_WHAT YOU HAVE TO DO_.
Among the entries below, only the lines starting at the one with "rectangle (edges included)." and ending at the one with "pub fn is_assigned(&self)", both included, are to be printed exactly.

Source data
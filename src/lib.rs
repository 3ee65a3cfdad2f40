//! annobox - bounding box annotation engine
//!
//! The core is the [`canvas::Canvas`]: a zoomable, pannable view of one image
//! on which boxes are drawn, selected, relabelled and deleted with undo/redo.
//! Boxes are persisted per image as normalized YOLO label files by the
//! [`dataset`] layer.

pub mod canvas;
pub mod color_utils;
pub mod config;
pub mod constants;
pub mod dataset;
pub mod event;
pub mod format;
pub mod history;
pub mod interaction;
pub mod keybindings;
pub mod message;
pub mod model;
pub mod store;
pub mod viewport;
//! Annotation geometry, bounding boxes and editing modes.

use std::ops::{Add, AddAssign, Div, Mul, Sub};

use serde::{Deserialize, Serialize};

use crate::constants::UNASSIGNED_CLASS_ID;

/// Class id attached to every bounding box (`-1` = unassigned).
pub type ClassId = i32;

/// Negative ids (`-1` by convention) mean no class is selected.
pub fn is_assigned_class(class_id: ClassId) -> bool {
    class_id > UNASSIGNED_CLASS_ID
}

/// A 2D point, in either image or widget coordinates depending on context.
#[derive(Debug, Clone, Copy, PartialEq, Default, Serialize, Deserialize)]
pub struct Point {
    pub x: f64,
    pub y: f64,
}

/// Offsets such as the viewport pan share the point representation.
pub type Vector2 = Point;

impl Point {
    /// The origin `(0, 0)`.
    pub const ORIGIN: Point = Point { x: 0.0, y: 0.0 };

    pub fn new(x: f64, y: f64) -> Self {
        Self { x, y }
    }

    /// Calculate distance to another point.
    pub fn distance_to(&self, other: &Point) -> f64 {
        let dx = self.x - other.x;
        let dy = self.y - other.y;
        (dx * dx + dy * dy).sqrt()
    }
}

impl Add for Point {
    type Output = Point;

    fn add(self, rhs: Point) -> Point {
        Point::new(self.x + rhs.x, self.y + rhs.y)
    }
}

impl AddAssign for Point {
    fn add_assign(&mut self, rhs: Point) {
        self.x += rhs.x;
        self.y += rhs.y;
    }
}

impl Sub for Point {
    type Output = Point;

    fn sub(self, rhs: Point) -> Point {
        Point::new(self.x - rhs.x, self.y - rhs.y)
    }
}

impl Mul<f64> for Point {
    type Output = Point;

    fn mul(self, rhs: f64) -> Point {
        Point::new(self.x * rhs, self.y * rhs)
    }
}

impl Div<f64> for Point {
    type Output = Point;

    fn div(self, rhs: f64) -> Point {
        Point::new(self.x / rhs, self.y / rhs)
    }
}

/// An axis-aligned rectangle given by its top-left corner and size.
#[derive(Debug, Clone, Copy, PartialEq, Default, Serialize, Deserialize)]
pub struct Rect {
    /// Top-left corner X coordinate
    pub x: f64,
    /// Top-left corner Y coordinate
    pub y: f64,
    /// Width of the rectangle
    pub width: f64,
    /// Height of the rectangle
    pub height: f64,
}

impl Rect {
    pub fn new(x: f64, y: f64, width: f64, height: f64) -> Self {
        Self {
            x,
            y,
            width,
            height,
        }
    }

    /// Create a normalized rectangle from two opposite corners.
    ///
    /// Corners are swapped as needed so width and height are never negative.
    pub fn from_corners(p1: Point, p2: Point) -> Self {
        let x = p1.x.min(p2.x);
        let y = p1.y.min(p2.y);
        let width = (p1.x - p2.x).abs();
        let height = (p1.y - p2.y).abs();
        Self {
            x,
            y,
            width,
            height,
        }
    }

    /// Check if a point lies inside the rectangle (edges included).
    pub fn contains(&self, point: &Point) -> bool {
        point.x >= self.x
            && point.x <= self.x + self.width
            && point.y >= self.y
            && point.y <= self.y + self.height
    }

    /// A rectangle with non-positive width or height has no area to annotate.
    pub fn is_degenerate(&self) -> bool {
        self.width <= 0.0 || self.height <= 0.0
    }

    /// Get the top-left corner.
    pub fn top_left(&self) -> Point {
        Point::new(self.x, self.y)
    }
}

/// A labelled rectangle in image space.
#[derive(Debug, Clone, Copy, PartialEq, Serialize, Deserialize)]
pub struct BoundingBox {
    /// Class id from the label catalogue.
    pub class_id: ClassId,
    /// Geometry in original image pixels.
    pub rect: Rect,
}

impl BoundingBox {
    pub fn new(class_id: ClassId, rect: Rect) -> Self {
        Self { class_id, rect }
    }

    /// Whether a class has been assigned to this box.
    pub fn is_assigned(&self) -> bool {
        is_assigned_class(self.class_id)
    }

    /// Same geometry, different class.
    pub fn with_class(mut self, class_id: ClassId) -> Self {
        self.class_id = class_id;
        self
    }
}

/// Top-level behavior selector of the canvas.
#[derive(Debug, Clone, Copy, PartialEq, Eq, Default, Serialize, Deserialize)]
#[serde(rename_all = "lowercase")]
pub enum Mode {
    /// Click boxes to select, reassign or delete them
    #[default]
    Select,
    /// Drag to draw new boxes
    Annotate,
}

impl Mode {
    /// Get the display name for this mode.
    pub fn name(&self) -> &'static str {
        match self {
            Mode::Select => "Select",
            Mode::Annotate => "Annotate",
        }
    }

    /// Get all available modes.
    pub fn all() -> &'static [Mode] {
        &[Mode::Select, Mode::Annotate]
    }

    /// Check if pointer drags in this mode draw boxes.
    pub fn is_drawing_mode(&self) -> bool {
        matches!(self, Mode::Annotate)
    }
}
use crate::config::AppConfig;
use crate::constants::FALLBACK_BOX_COLOR;
use crate::event::InputEvent;
use crate::interaction::{CursorIcon, InteractionContext, InteractionStateMachine};
use crate::keybindings::{CanvasAction, KeyBindings};
use crate::message::{ContextAction, Notification};
use crate::model::{BoundingBox, ClassId, Mode, Rect};
use crate::store::{AnnotationStore, StoreError};
use crate::viewport::ViewportTransform;

/// One primitive of the render pass, in widget space.
#[derive(Debug, Clone, PartialEq)]
pub enum DrawCommand {
    /// The image itself.
    Image { rect: Rect },
    /// A committed box.
    Box {
        rect: Rect,
        color: [u8; 3],
        selected: bool,
        class_id: ClassId,
    },
    /// The box being drawn.
    Draft { rect: Rect },
}

/// Annotation canvas for a single image at a time.
#[derive(Debug, Clone)]
pub struct Canvas {
    viewport: ViewportTransform,
    store: AnnotationStore,
    interaction: InteractionStateMachine,
    keybindings: KeyBindings,
    current_class_id: ClassId,
    image_size: Option<(u32, u32)>,
    label_colors: HashMap<ClassId, [u8; 3]>,
    boxes_visible: bool,
    notifications: Vec<Notification>,
}
//! Configuration file support.
//!
//! Preferences and keybindings are stored as JSON under the platform config
//! directory and versioned so older binaries refuse files they cannot read.

use std::path::Path;

use serde::{Deserialize, Serialize};

use crate::constants::{DEFAULT_HISTORY_LIMIT, ZOOM_STEP};
use crate::keybindings::KeyBindings;
use crate::model::Mode;

/// Log level setting for the application.
#[derive(Debug, Clone, Copy, PartialEq, Eq, Serialize, Deserialize, Default)]
#[serde(rename_all = "lowercase")]
pub enum LogLevel {
    /// Show only errors
    Error,
    /// Show errors and warnings
    Warn,
    /// Show errors, warnings, and info messages
    #[default]
    Info,
    /// Show debug-level logging
    Debug,
    /// Show all log messages including trace
    Trace,
}

impl LogLevel {
    /// Get the display name for this log level.
    pub fn name(&self) -> &'static str {
        match self {
            LogLevel::Error => "Error",
            LogLevel::Warn => "Warn",
            LogLevel::Info => "Info",
            LogLevel::Debug => "Debug",
            LogLevel::Trace => "Trace",
        }
    }

    /// Get all log levels in order from least to most verbose.
    pub fn all() -> &'static [LogLevel] {
        &[
            LogLevel::Error,
            LogLevel::Warn,
            LogLevel::Info,
            LogLevel::Debug,
            LogLevel::Trace,
        ]
    }

    /// Convert to log crate's LevelFilter.
    pub fn to_level_filter(&self) -> log::LevelFilter {
        match self {
            LogLevel::Error => log::LevelFilter::Error,
            LogLevel::Warn => log::LevelFilter::Warn,
            LogLevel::Info => log::LevelFilter::Info,
            LogLevel::Debug => log::LevelFilter::Debug,
            LogLevel::Trace => log::LevelFilter::Trace,
        }
    }
}

/// Current configuration file format version.
/// Increment this when making breaking changes to the config format.
pub const CONFIG_VERSION: u32 = 1;

/// Application configuration.
#[derive(Debug, Clone, PartialEq, Serialize, Deserialize)]
pub struct AppConfig {
    /// Version of the configuration file format
    pub version: u32,

    /// User preferences
    #[serde(default)]
    pub preferences: UserPreferences,

    /// Keybinding configuration
    #[serde(default)]
    pub keybindings: KeyBindings,
}

/// User preferences section of the config.
#[derive(Debug, Clone, PartialEq, Serialize, Deserialize)]
pub struct UserPreferences {
    /// Log verbosity level
    #[serde(default)]
    pub log_level: LogLevel,

    /// Mode the canvas starts in
    #[serde(default)]
    pub default_mode: Mode,

    /// Undo snapshots kept per image
    #[serde(default = "default_history_limit")]
    pub history_limit: usize,

    /// Zoom multiplier per wheel notch
    #[serde(default = "default_zoom_step")]
    pub zoom_step: f64,
}

fn default_history_limit() -> usize {
    DEFAULT_HISTORY_LIMIT
}

fn default_zoom_step() -> f64 {
    ZOOM_STEP
}

impl Default for UserPreferences {
    fn default() -> Self {
        Self {
            log_level: LogLevel::default(),
            default_mode: Mode::default(),
            history_limit: default_history_limit(),
            zoom_step: default_zoom_step(),
        }
    }
}

impl AppConfig {
    /// Create a new configuration with default values.
    pub fn new() -> Self {
        Self {
            version: CONFIG_VERSION,
            preferences: UserPreferences::default(),
            keybindings: KeyBindings::default(),
        }
    }

    /// Serialize the configuration to JSON.
    pub fn to_json(&self) -> Result<String, serde_json::Error> {
        serde_json::to_string_pretty(self)
    }

    /// Deserialize configuration from JSON.
    pub fn from_json(json: &str) -> Result<Self, ConfigError> {
        let config: Self = serde_json::from_str(json)?;

        if config.version > CONFIG_VERSION {
            return Err(ConfigError::VersionTooNew {
                file_version: config.version,
                supported_version: CONFIG_VERSION,
            });
        }

        Ok(config)
    }

    /// Get the default config filename.
    pub fn default_filename() -> &'static str {
        "annobox-config.json"
    }

    /// Get the default config file path.
    #[cfg(not(target_arch = "wasm32"))]
    pub fn default_path() -> Option<std::path::PathBuf> {
        if let Some(config_dir) = dirs::config_dir() {
            Some(config_dir.join("annobox").join(Self::default_filename()))
        } else {
            dirs::home_dir().map(|home_dir| {
                home_dir
                    .join(".config")
                    .join("annobox")
                    .join(Self::default_filename())
            })
        }
    }

    /// Read and validate a config file.
    pub fn load_from(path: &Path) -> Result<Self, ConfigError> {
        let json = std::fs::read_to_string(path)?;
        let config = Self::from_json(&json)?;
        log::info!("Loaded configuration from {:?}", path);
        Ok(config)
    }

    /// Write the config file, creating parent directories if needed.
    pub fn save_to(&self, path: &Path) -> Result<(), ConfigError> {
        if let Some(parent) = path.parent() {
            std::fs::create_dir_all(parent)?;
        }
        let json = self.to_json()?;
        std::fs::write(path, json)?;
        log::info!("Saved configuration to {:?}", path);
        Ok(())
    }

    /// Try to load configuration from the default path.
    /// Returns None if the file doesn't exist or can't be read.
    #[cfg(not(target_arch = "wasm32"))]
    pub fn load_from_default_path() -> Option<Self> {
        let path = Self::default_path()?;
        if !path.exists() {
            log::debug!("No config file found at {:?}", path);
            return None;
        }

        match Self::load_from(&path) {
            Ok(config) => Some(config),
            Err(e) => {
                log::warn!("Failed to load config file {:?}: {}", path, e);
                None
            }
        }
    }
}

impl Default for AppConfig {
    fn default() -> Self {
        Self::new()
    }
}

/// Errors that can occur when loading configuration.
#[derive(Debug, thiserror::Error)]
pub enum ConfigError {
    /// JSON parsing error
    #[error("Failed to parse configuration: {0}")]
    ParseError(#[from] serde_json::Error),

    /// Configuration version is newer than supported
    #[error(
        "Configuration file version {file_version} is newer than supported version {supported_version}"
    )]
    VersionTooNew {
        file_version: u32,
        supported_version: u32,
    },

    /// I/O error when reading/writing config
    #[error("I/O error: {0}")]
    IoError(#[from] std::io::Error),
}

_ANSWER SECTION_.
    /// Check if a point lies inside the rectangle (edges included).
    pub fn contains(&self, point: &Point) -> bool {
        point.x >= self.x
            && point.x <= self.x + self.width
            && point.y >= self.y
            && point.y <= self.y + self.height
    }

    /// A rectangle with non-positive width or height has no area to annotate.
    pub fn is_degenerate(&self) -> bool {
        self.width <= 0.0 || self.height <= 0.0
    }

    /// Get the top-left corner.
    pub fn top_left(&self) -> Point {
        Point::new(self.x, self.y)
    }
}

/// A labelled rectangle in image space.
#[derive(Debug, Clone, Copy, PartialEq, Serialize, Deserialize)]
pub struct BoundingBox {
    /// Class id from the label catalogue.
    pub class_id: ClassId,
    /// Geometry in original image pixels.
    pub rect: Rect,
}

impl BoundingBox {
    pub fn new(class_id: ClassId, rect: Rect) -> Self {
        Self { class_id, rect }
    }

    /// Whether a class has been assigned to this box.
    pub fn is_assigned(&self) -> bool {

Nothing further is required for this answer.